Studio album by Twin Atlantic
- Released: 29 April 2011
- Recorded: Red Bull Studios, Los Angeles
- Genres: Rock; alternative rock;
- Length: 46:22
- Label: Red Bull Records
- Producer: Gil Norton

Twin Atlantic chronology
| Vivarium (2009) | Free (2011) | Great Divide (2014) |

= Free (Twin Atlantic album) =

Free is the second studio album by Scottish alternative rock band Twin Atlantic. It was released on 29 April 2011 in Ireland and 2 May 2011 in the UK on Red Bull Records.

In its first week of release, the album peaked at #37 in the Official UK Album Chart. This success led to them being part of the T In The Park 2011 line-up.

The track Free debuted at No. 14 on the NME Chart.

Professional ratings
Aggregate scores
| Source | Rating |
| Metacritic | 55/100 |
Review scores
| Source | Rating |
| The Herald | Favourable |
| Punktastic | Star |
| Rock Sound | Star |
| Louder | — |

==Track listing==
All songs are written and composed by Twin Atlantic.

| No. | Title | Length |
|---|---|---|
| 1. | "Edit Me" | 2:53 |
| 2. | "Time For You To Stand Up" | 3:02 |
| 3. | "Apocalyptic Renegade" | 3:13 |
| 4. | "Yes, I Was Drunk" | 4:26 |
| 5. | "Dreamember" | 3:28 |
| 6. | "Free" | 3:27 |
| 7. | "Crash Land" | 3:57 |
| 8. | "Make a Beast of Myself" | 3:27 |
| 9. | "The Ghost of Eddie" | 3:16 |
| 10. | "Serious Underground Dance Vibes" | 3:52 |
| 11. | "Eight Days" | 3:29 |
| 12. | "Wonder Sleeps Here" | 4:00 |
| 13. | "We Want Better, Man" | 3:58 |
| Total length: |  | 46:22 |

==Singles==

The first single to be released from Free was Edit Me, on 14 February 2011. The first release of the single Free soon followed on 24 April 2011, preceding the release of Time For You To Stand Up on 11 July 2011. Make A Beast Of Myself was the fourth single from the album with a release date of 26 September 2011.

Both Free and Make A Beast Of Myself were re-released, on 19 December 2011 and 23 April 2012 respectively.
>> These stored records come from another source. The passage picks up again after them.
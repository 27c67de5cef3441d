//! Stripe webhook event types.
//!
//! Only the fields needed to settle card checkouts are captured; the rest of
//! Stripe's schema is ignored.

use serde::{Deserialize, Serialize};

use super::settlement::{SettlementOutcome, SettlementRequest};
use crate::domain::foundation::{TransactionId, ValidationError};

/// Stripe webhook event (simplified).
#[derive(Debug, Clone, Deserialize, Serialize)]
pub struct StripeEvent {
    /// Unique identifier for the event (evt_xxx format).
    pub id: String,

    /// Type of event (e.g., "checkout.session.completed").
    #[serde(rename = "type")]
    pub event_type: String,

    /// Time at which the event was created (Unix timestamp).
    pub created: i64,

    pub data: StripeEventData,

    #[serde(default)]
    pub livemode: bool,

    #[serde(default)]
    pub api_version: Option<String>,
}

/// Container for event-specific data.
#[derive(Debug, Clone, Deserialize, Serialize)]
pub struct StripeEventData {
    /// The object that triggered the event (polymorphic based on event type).
    pub object: serde_json::Value,
}

/// The `checkout.session` object carried by checkout events.
#[derive(Debug, Clone, Deserialize)]
pub struct CheckoutSessionObject {
    pub id: String,

    /// Set to the purchasing user's id at session creation.
    #[serde(default)]
    pub client_reference_id: Option<String>,

    /// "paid", "unpaid" or "no_payment_required".
    #[serde(default)]
    pub payment_status: Option<String>,
}

impl CheckoutSessionObject {
    /// Completed sessions using delayed payment methods report `unpaid` and
    /// settle later through an async payment event.
    pub fn is_paid(&self) -> bool {
        matches!(
            self.payment_status.as_deref(),
            None | Some("paid") | Some("no_payment_required")
        )
    }
}

/// Known Stripe event types that we handle.
#[derive(Debug, Clone, Copy, PartialEq, Eq)]
pub enum StripeEventType {
    CheckoutSessionCompleted,
    CheckoutSessionAsyncPaymentSucceeded,
    CheckoutSessionAsyncPaymentFailed,
    CheckoutSessionExpired,
    /// Anything else; acknowledged and ignored.
    Unknown,
}

impl StripeEventType {
    /// Parse event type from string.
    pub fn parse(s: &str) -> Self {
        match s {
            "checkout.session.completed" => Self::CheckoutSessionCompleted,
            "checkout.session.async_payment_succeeded" => {
                Self::CheckoutSessionAsyncPaymentSucceeded
            }
            "checkout.session.async_payment_failed" => Self::CheckoutSessionAsyncPaymentFailed,
            "checkout.session.expired" => Self::CheckoutSessionExpired,
            _ => Self::Unknown,
        }
    }

    /// Convert to the Stripe event type string.
    pub fn as_str(&self) -> &'static str {
        match self {
            Self::CheckoutSessionCompleted => "checkout.session.completed",
            Self::CheckoutSessionAsyncPaymentSucceeded => {
                "checkout.session.async_payment_succeeded"
            }
            Self::CheckoutSessionAsyncPaymentFailed => "checkout.session.async_payment_failed",
            Self::CheckoutSessionExpired => "checkout.session.expired",
            Self::Unknown => "unknown",
        }
    }
}

/// What a verified event asks the ledger to do.
#[derive(Debug, Clone)]
pub enum CardEventAction {
    /// Settle the attempt keyed by the checkout session id.
    Settle {
        request: SettlementRequest,
        client_reference_id: Option<String>,
    },

    /// Nothing to do (unhandled type, or a completed session still awaiting
    /// funds).
    Ignore { reason: &'static str },
}

impl StripeEvent {
    /// Returns true if this is a live mode event.
    pub fn is_live(&self) -> bool {
        self.livemode
    }

    /// Parse the event type into a known enum variant.
    pub fn parsed_type(&self) -> StripeEventType {
        StripeEventType::parse(&self.event_type)
    }

    /// Attempts to deserialize the data object as the specified type.
    pub fn deserialize_object<T: serde::de::DeserializeOwned>(
        &self,
    ) -> Result<T, serde_json::Error> {
        serde_json::from_value(self.data.object.clone())
    }

    /// Maps the event onto a ledger action. `raw` is the verified body,
    /// stored verbatim on the attempt when it settles.
    pub fn card_action(&self, raw: serde_json::Value) -> Result<CardEventAction, ValidationError> {
        let outcome = match self.parsed_type() {
            StripeEventType::Unknown => {
                return Ok(CardEventAction::Ignore {
                    reason: "unhandled event type",
                })
            }
            StripeEventType::CheckoutSessionCompleted
            | StripeEventType::CheckoutSessionAsyncPaymentSucceeded => SettlementOutcome::Succeeded,
            StripeEventType::CheckoutSessionAsyncPaymentFailed
            | StripeEventType::CheckoutSessionExpired => SettlementOutcome::Failed,
        };

        let session: CheckoutSessionObject = self
            .deserialize_object()
            .map_err(|e| ValidationError::invalid_format("data.object", e.to_string()))?;

        if self.parsed_type() == StripeEventType::CheckoutSessionCompleted && !session.is_paid() {
            return Ok(CardEventAction::Ignore {
                reason: "checkout completed but payment still processing",
            });
        }

        Ok(CardEventAction::Settle {
            request: SettlementRequest {
                transaction_id: TransactionId::new(session.id)?,
                outcome,
                raw_payload: raw,
            },
            client_reference_id: session.client_reference_id,
        })
    }
}

/// A signature-checked event together with the JSON body it was read from.
#[derive(Debug, Clone)]
pub struct VerifiedEvent {
    pub event: StripeEvent,
    /// Body as received; stored verbatim on the settled attempt.
    pub raw: serde_json::Value,
}

/// Builder for creating test StripeEvent instances.
#[cfg(test)]
pub struct StripeEventBuilder {
    id: String,
    event_type: String,
    created: i64,
    object: serde_json::Value,
    livemode: bool,
}

#[cfg(test)]
impl Default for StripeEventBuilder {
    fn default() -> Self {
        Self {
            id: "evt_test_123".to_string(),
            event_type: "checkout.session.completed".to_string(),
            created: chrono::Utc::now().timestamp(),
            object: serde_json::json!({}),
            livemode: false,
        }
    }
}

#[cfg(test)]
impl StripeEventBuilder {
    pub fn new() -> Self {
        Self::default()
    }

    pub fn id(mut self, id: impl Into<String>) -> Self {
        self.id = id.into();
        self
    }

    pub fn event_type(mut self, event_type: impl Into<String>) -> Self {
        self.event_type = event_type.into();
        self
    }

    pub fn object(mut self, object: serde_json::Value) -> Self {
        self.object = object;
        self
    }

    pub fn livemode(mut self, livemode: bool) -> Self {
        self.livemode = livemode;
        self
    }

    pub fn build(self) -> StripeEvent {
        StripeEvent {
            id: self.id,
            event_type: self.event_type,
            created: self.created,
            data: StripeEventData {
                object: self.object,
            },
            livemode: self.livemode,
            api_version: Some("2023-10-16".to_string()),
        }
    }
}
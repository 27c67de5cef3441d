//! Per-user entitlement: plan tier and credit balance.

use serde::Serialize;

use super::plan::PlanTier;
use crate::domain::foundation::{Timestamp, UserId};

/// Credits every new account starts with.
pub const STARTING_CREDITS: i64 = 10;

/// A user's plan tier and credit balance.
///
/// The balance never goes below zero. It only decreases through a debit and
/// only increases through a successful settlement (or the refund of a debit).
#[derive(Debug, Clone, PartialEq, Eq, Serialize)]
pub struct Entitlement {
    pub user_id: UserId,
    pub plan: PlanTier,
    pub credits: i64,
    pub created_at: Timestamp,
    pub updated_at: Timestamp,
}

impl Entitlement {
    /// A freshly provisioned free account.
    pub fn new_free(user_id: UserId, now: Timestamp) -> Self {
        Self {
            user_id,
            plan: PlanTier::Free,
            credits: STARTING_CREDITS,
            created_at: now,
            updated_at: now,
        }
    }

    pub fn can_afford(&self, cost: i64) -> bool {
        self.credits >= cost
    }

    /// Applies a settled purchase.
    pub fn apply_grant(&mut self, tier: PlanTier, credits: i64, now: Timestamp) {
        self.plan = tier;
        self.credits = self.credits.saturating_add(credits);
        self.updated_at = now;
    }

    /// Conditional decrement. Returns the new balance, or `None` (with the
    /// balance untouched) when `cost` exceeds it.
    pub fn try_debit(&mut self, cost: i64, now: Timestamp) -> Option<i64> {
        if !self.can_afford(cost) {
            return None;
        }
        self.credits -= cost;
        self.updated_at = now;
        Some(self.credits)
    }

    /// Restores credits from a debit whose action failed.
    pub fn refund(&mut self, credits: i64, now: Timestamp) {
        self.credits = self.credits.saturating_add(credits);
        self.updated_at = now;
    }
}
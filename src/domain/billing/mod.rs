//! Billing domain - credit ledger and payment settlement.
//!
//! Holds the entitlement (plan tier + credit balance), payment attempts with
//! their monotonic status machine, the credit pricing rule, and the parsing
//! and authentication of provider callbacks.

mod credit;
mod entitlement;
mod errors;
mod mpesa_callback;
mod payment;
mod phone;
mod plan;
mod settlement;
mod stripe_event;
mod webhook_errors;
mod webhook_verifier;

pub use credit::{cost_for_words, credit_cost, word_count, DebitOutcome, WORDS_PER_CREDIT};
pub use entitlement::{Entitlement, STARTING_CREDITS};
pub use errors::BillingError;
pub use mpesa_callback::{PushCallback, StkCallback};
pub use payment::{NewPaymentAttempt, PaymentAttempt, PaymentChannel, PaymentStatus};
pub use phone::PhoneNumber;
pub use plan::{Plan, PlanCatalog, PlanTier};
pub use settlement::{SettlementOutcome, SettlementRequest, SettlementResult};
pub use stripe_event::{
    CardEventAction, CheckoutSessionObject, StripeEvent, StripeEventType, VerifiedEvent,
};
pub use webhook_errors::WebhookError;
pub use webhook_verifier::{verify_callback_token, SignatureHeader, StripeWebhookVerifier};

#[cfg(test)]
pub(crate) use mpesa_callback::{cancelled_callback, success_callback};
#[cfg(test)]
pub(crate) use payment::sample_attempt;
#[cfg(test)]
pub use stripe_event::StripeEventBuilder;
#[cfg(test)]
pub use webhook_verifier::compute_test_signature;
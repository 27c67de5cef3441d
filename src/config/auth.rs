//! Authentication configuration

use serde::Deserialize;

use super::error::ValidationError;
use super::server::Environment;

/// Bearer token verification settings.
///
/// Tokens are issued by the account service (out of this crate) and signed
/// with a shared HS256 secret.
#[derive(Debug, Clone, Default, Deserialize)]
pub struct AuthConfig {
    /// HMAC secret used to verify bearer tokens
    pub jwt_secret: String,

    /// Allowed clock skew when checking `exp`, in seconds
    #[serde(default = "default_leeway")]
    pub leeway_secs: u64,
}

impl AuthConfig {
    /// Validate authentication configuration
    ///
    /// Outside development the secret must be at least 32 bytes.
    pub fn validate(&self, environment: &Environment) -> Result<(), ValidationError> {
        if self.jwt_secret.is_empty() {
            return Err(ValidationError::MissingRequired("JWT_SECRET"));
        }
        if *environment != Environment::Development && self.jwt_secret.len() < 32 {
            return Err(ValidationError::JwtSecretTooShort);
        }
        Ok(())
    }
}

fn default_leeway() -> u64 {
    30
}
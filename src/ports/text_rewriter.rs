//! Text rewriter port.
//!
//! Wraps the language model that performs the actual humanizing. The ledger
//! only cares whether the call produced text.

use async_trait::async_trait;
use thiserror::Error;

#[async_trait]
pub trait TextRewriter: Send + Sync {
    async fn rewrite(&self, request: RewriteRequest) -> Result<String, RewriteError>;
}

/// Text to rewrite plus style controls.
#[derive(Debug, Clone, PartialEq)]
pub struct RewriteRequest {
    pub text: String,
    pub tone: String,
    /// 0..=10, mapped onto sampling temperature.
    pub creativity: u8,
}

impl RewriteRequest {
    /// Sampling temperature for this request.
    pub fn temperature(&self) -> f32 {
        f32::from(self.creativity.min(10)) / 10.0
    }

    pub fn prompt(&self) -> String {
        format!("Rewrite this in a {} tone: {}", self.tone, self.text)
    }
}

#[derive(Debug, Clone, PartialEq, Eq, Error)]
pub enum RewriteError {
    #[error("Rewriter unavailable: {0}")]
    Unavailable(String),

    #[error("Rewriter returned no text")]
    EmptyResponse,

    #[error("Rewriter rejected request: {0}")]
    Rejected(String),
}
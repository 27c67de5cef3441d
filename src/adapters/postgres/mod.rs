//! PostgreSQL adapters - Database implementations for the ledger ports.
//!
//! - `PostgresEntitlementRepository` - Plan tier and credit balance
//! - `PostgresPaymentAttemptRepository` - Attempts and transactional settlement

mod entitlement_repository;
mod payment_attempt_repository;

pub use entitlement_repository::PostgresEntitlementRepository;
pub use payment_attempt_repository::PostgresPaymentAttemptRepository;
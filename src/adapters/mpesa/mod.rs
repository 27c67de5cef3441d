//! M-Pesa (Daraja) push payment adapter.
//!
//! Implements the `PushPaymentProvider` port with Lipa na M-Pesa Online
//! (STK push). Credentials and the passkey are held as
//! `secrecy::SecretString`.

mod daraja_adapter;
mod mock_push_provider;

pub use daraja_adapter::{DarajaConfig, DarajaPushAdapter};
pub use mock_push_provider::MockPushProvider;
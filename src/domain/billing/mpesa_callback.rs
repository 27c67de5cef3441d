//! STK push result callback payload.
//!
//! Daraja posts `{"Body":{"stkCallback":{...}}}` to the callback URL once the
//! payer accepts, declines, or ignores the prompt. Only the fields needed to
//! settle the attempt are typed; the whole body is kept as raw JSON for audit.

use serde::Deserialize;

use super::settlement::{SettlementOutcome, SettlementRequest};
use crate::domain::foundation::{TransactionId, ValidationError};

#[derive(Debug, Clone, Deserialize)]
pub struct StkCallbackEnvelope {
    #[serde(rename = "Body")]
    pub body: StkCallbackBody,
}

#[derive(Debug, Clone, Deserialize)]
pub struct StkCallbackBody {
    #[serde(rename = "stkCallback")]
    pub stk_callback: StkCallback,
}

#[derive(Debug, Clone, Deserialize)]
#[serde(rename_all = "PascalCase")]
pub struct StkCallback {
    #[serde(rename = "MerchantRequestID", default)]
    pub merchant_request_id: Option<String>,

    #[serde(rename = "CheckoutRequestID")]
    pub checkout_request_id: String,

    pub result_code: i64,

    #[serde(default)]
    pub result_desc: Option<String>,

    #[serde(default)]
    pub callback_metadata: Option<CallbackMetadata>,
}

#[derive(Debug, Clone, Deserialize)]
pub struct CallbackMetadata {
    #[serde(rename = "Item", default)]
    pub items: Vec<CallbackItem>,
}

#[derive(Debug, Clone, Deserialize)]
pub struct CallbackItem {
    #[serde(rename = "Name")]
    pub name: String,

    #[serde(rename = "Value", default)]
    pub value: Option<serde_json::Value>,
}

/// A parsed push callback plus the body it came from.
#[derive(Debug, Clone)]
pub struct PushCallback {
    pub callback: StkCallback,
    pub raw: serde_json::Value,
}

impl PushCallback {
    /// Parses a callback body straight off the wire.
    pub fn from_slice(body: &[u8]) -> Result<Self, ValidationError> {
        let raw = serde_json::from_slice(body)
            .map_err(|e| ValidationError::invalid_format("body", e.to_string()))?;
        Self::parse(raw)
    }

    /// Parses a callback body.
    ///
    /// Fails when the envelope or `CheckoutRequestID` is missing.
    pub fn parse(raw: serde_json::Value) -> Result<Self, ValidationError> {
        let envelope: StkCallbackEnvelope = serde_json::from_value(raw.clone())
            .map_err(|e| ValidationError::invalid_format("stkCallback", e.to_string()))?;
        Ok(Self {
            callback: envelope.body.stk_callback,
            raw,
        })
    }

    pub fn transaction_id(&self) -> Result<TransactionId, ValidationError> {
        TransactionId::new(self.callback.checkout_request_id.clone())
    }

    pub fn outcome(&self) -> SettlementOutcome {
        SettlementOutcome::from_result_code(self.callback.result_code)
    }

    /// M-Pesa receipt number, present on successful payments.
    pub fn receipt_number(&self) -> Option<String> {
        self.metadata_value("MpesaReceiptNumber")
            .and_then(|v| v.as_str().map(str::to_string))
    }

    /// Amount actually paid, present on successful payments.
    pub fn amount_paid(&self) -> Option<f64> {
        self.metadata_value("Amount").and_then(|v| v.as_f64())
    }

    fn metadata_value(&self, name: &str) -> Option<&serde_json::Value> {
        self.callback
            .callback_metadata
            .as_ref()?
            .items
            .iter()
            .find(|item| item.name == name)?
            .value
            .as_ref()
    }

    pub fn into_settlement(self) -> Result<SettlementRequest, ValidationError> {
        Ok(SettlementRequest {
            transaction_id: self.transaction_id()?,
            outcome: self.outcome(),
            raw_payload: self.raw,
        })
    }
}

#[cfg(test)]
pub(crate) fn success_callback(checkout_request_id: &str) -> serde_json::Value {
    serde_json::json!({
        "Body": {
            "stkCallback": {
                "MerchantRequestID": "29115-34620561-1",
                "CheckoutRequestID": checkout_request_id,
                "ResultCode": 0,
                "ResultDesc": "The service request is processed successfully.",
                "CallbackMetadata": {
                    "Item": [
                        {"Name": "Amount", "Value": 25.00},
                        {"Name": "MpesaReceiptNumber", "Value": "NLJ7RT61SV"},
                        {"Name": "TransactionDate", "Value": 20191219102115u64},
                        {"Name": "PhoneNumber", "Value": 254708374149u64}
                    ]
                }
            }
        }
    })
}

#[cfg(test)]
pub(crate) fn cancelled_callback(checkout_request_id: &str) -> serde_json::Value {
    serde_json::json!({
        "Body": {
            "stkCallback": {
                "MerchantRequestID": "29115-34620561-1",
                "CheckoutRequestID": checkout_request_id,
                "ResultCode": 1032,
                "ResultDesc": "Request cancelled by user"
            }
        }
    })
}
Free peaked at number 99 in the Official UK Singles Chart.

Yes, I Was Drunk, the fifth song to be released from the album, was released on 27 August 2012.

| Year | Single | Peak chart positions |  |  |
| UK | US Alt. | CAN Rock |
| 2011 | "Edit Me" | — | — | — |
| "Free" | — | — | — |
| "Time For You To Stand Up" | — | — | — |
| "Make A Beast Of Myself" | — | — | — |
| "Free" (re-release) | 99 | 29 | 33 |
| 2012 | "Make A Beast Of Myself" (re-release) | — | — | — |
| "Yes, I Was Drunk" | — | — | — |
"—" denotes a title that did not chart

==Accolades==

| Publication | Accolade | Recording | Year | Rank |
|---|---|---|---|---|
| Dead Press | Top 10 Albums Of 2011 | - | 2011 | 5th |
| Rock Sound | Albums Of The Year | - | 2011 | 9th |
| Kerrang! | Best 50 Albums Of 2011 | - | 2011 | 20th |
| Total Guitar | Best Guitar Albums Of The Year | - | 2011 | 11th |

(*) designates unordered lists.

==Personnel==
- Sam McTrusty - rhythm guitar, lead vocals
- Barry McKenna - lead guitar, cello, backing vocals
- Ross McNae - bass guitar, piano, backing vocals
- Craig Kneale - drums, percussion, backing vocals

==Charts and certifications==

Charts

Chart performance for Free
| Chart (2012) | Peak position |
|---|---|
| Scottish Albums (Official Charts) | 11 |
| UK Albums (Official Charts) | 37 |
| UK Independent Albums (Official Charts) | 7 |
| UK Rock & Metal Albums (Official Charts) | 3 |

Certifications

Certifications for Free
| Region | Certification | Certified units/sales |
| United Kingdom (BPI) | Gold | 100,000^{‡} |
^{‡} Sales+streaming figures based on certification alone.